AutoethnoGraphics is a storytelling initiative within Merlyna Lim’s #scholartivism program at the ALiGN Media Lab, School of Journalism and Communication, Carleton University.
#Scholartivism brings together scholarly inquiry, artistic practice, and activist engagement. Within this orientation, knowledge is not separated from form, and form is not separated from the worlds it seeks to engage.
AutoethnoGraphics emerges from this intersection.
At its core, the initiative seeks to gather autoethnographic narratives from scholars, practitioners, and others whose lives move through complex social, institutional, and personal worlds. These stories are not treated as supplementary to knowledge, but as knowledge in lived form—situated, embodied, and relational.
They appear in multiple modes: written narrative, reflective essay, fragment, memory work, and other forms that move between documentation and expression.

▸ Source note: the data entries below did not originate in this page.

use criterion::{criterion_group, criterion_main, BenchmarkId, Criterion, Throughput};
use ingest_pipeline::{BoundedChannelFullMode, BufferOptions, Channel, ChannelBuilder, NeverCancel};
use std::time::Duration;

const EVENTS_PER_RUN: u64 = 50_000;

fn options(outbound_buffer_max_size: usize, export_max_concurrency: usize) -> BufferOptions {
    BufferOptions {
        inbound_buffer_max_size: 16_384,
        outbound_buffer_max_size,
        outbound_buffer_max_lifetime: Duration::from_millis(50),
        export_max_concurrency: Some(export_max_concurrency),
        export_max_retries: 0,
        bounded_channel_full_mode: BoundedChannelFullMode::Wait,
        ..BufferOptions::default()
    }
}

async fn drive(channel: Channel<u32, ()>, events: u64) {
    for i in 0..events {
        channel.wait_to_write_event(i as u32, &NeverCancel).await;
    }
    channel.complete().await;
}

fn bench_batch_sizes(c: &mut Criterion) {
    let rt = tokio::runtime::Runtime::new().unwrap();
    let mut group = c.benchmark_group("batch_sizes");
    group.throughput(Throughput::Elements(EVENTS_PER_RUN));

    for batch_size in [64, 256, 1024, 4096].iter() {
        group.bench_with_input(
            BenchmarkId::from_parameter(batch_size),
            batch_size,
            |b, &batch_size| {
                b.to_async(&rt).iter(|| {
                    let channel: Channel<u32, ()> =
                        ChannelBuilder::new(ingest_pipeline::NullExporter)
                            .options(options(batch_size, 4))
                            .build();
                    drive(channel, EVENTS_PER_RUN)
                });
            },
        );
    }

    group.finish();
}

fn bench_concurrency(c: &mut Criterion) {
    let rt = tokio::runtime::Runtime::new().unwrap();
    let mut group = c.benchmark_group("exporter_concurrency");
    group.throughput(Throughput::Elements(EVENTS_PER_RUN));

    for workers in [1, 2, 4, 8].iter() {
        group.bench_with_input(BenchmarkId::from_parameter(workers), workers, |b, &workers| {
            b.to_async(&rt).iter(|| {
                let channel: Channel<u32, ()> = ChannelBuilder::new(ingest_pipeline::NullExporter)
                    .options(options(1024, workers))
                    .build();
                drive(channel, EVENTS_PER_RUN)
            });
        });
    }

    group.finish();
}

criterion_group!(benches, bench_batch_sizes, bench_concurrency);
criterion_main!(benches);
#[cfg(test)]
mod tests {
    use super::*;

    #[test]
    fn format_bytes_scales() {
        assert_eq!(format_bytes(512), "512 B");
        assert_eq!(format_bytes(2048), "2.00 KB");
        assert_eq!(format_bytes(3 * 1024 * 1024), "3.00 MB");
        assert_eq!(format_bytes(5 * 1024 * 1024 * 1024), "5.00 GB");
    }

    #[test]
    fn empty_summary_reports_empty() {
        let summary = CleanupSummary {
            dry_run: false,
            reports: vec![CategoryReport::new(StaleObjectCategory::TmpDirs)],
        };
        assert!(summary.is_empty());
        assert_eq!(summary.total_removed(), 0);
    }

    #[test]
    fn summary_with_errors_is_not_empty() {
        let mut report = CategoryReport::new(StaleObjectCategory::Images);
        report.errors.push("boom".to_string());
        let summary = CleanupSummary {
            dry_run: false,
            reports: vec![report],
        };
        assert!(!summary.is_empty());
    }

    #[test]
    fn display_mentions_dry_run_verb() {
        let mut report = CategoryReport::new(StaleObjectCategory::TmpDirs);
        report.scanned = 1;
        report.removed.push("hostgc-old".to_string());
        let summary = CleanupSummary {
            dry_run: true,
            reports: vec![report],
        };
        let rendered = summary.to_string();
        assert!(rendered.contains("would remove hostgc-old"));
    }

    #[tokio::test]
    async fn dir_size_sums_nested_files() {
        let dir = tempfile::TempDir::new().unwrap();
        tokio::fs::write(dir.path().join("a"), b"hello").await.unwrap();
        tokio::fs::create_dir(dir.path().join("sub")).await.unwrap();
        tokio::fs::write(dir.path().join("sub").join("b"), b"world")
            .await
            .unwrap();

        assert_eq!(dir_size(dir.path()).await.unwrap(), 10);
    }
}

The graphic dimension of the project accompanies these narratives as a parallel mode of thinking. Visual elements—sketches, images, traces, diagrams, and other fragments—do not simply illustrate stories. They enter into relation with them, sometimes clarifying, sometimes interrupting, sometimes holding what cannot be fully spoken.
Across these interactions, knowledge is formed through correspondence rather than separation.
While situated within academic and institutional settings, AutoethnoGraphics is not limited to them. It is interested in how storytelling, visual practice, and lived experience might generate forms of understanding that remain critically engaged while moving across scholarly, artistic, and civic worlds.
AutoethnoGraphics is an evolving initiative: part gathering, part practice, part inquiry. It holds stories, memories, images, and traces of lived experience as ways of knowing and relating to the world.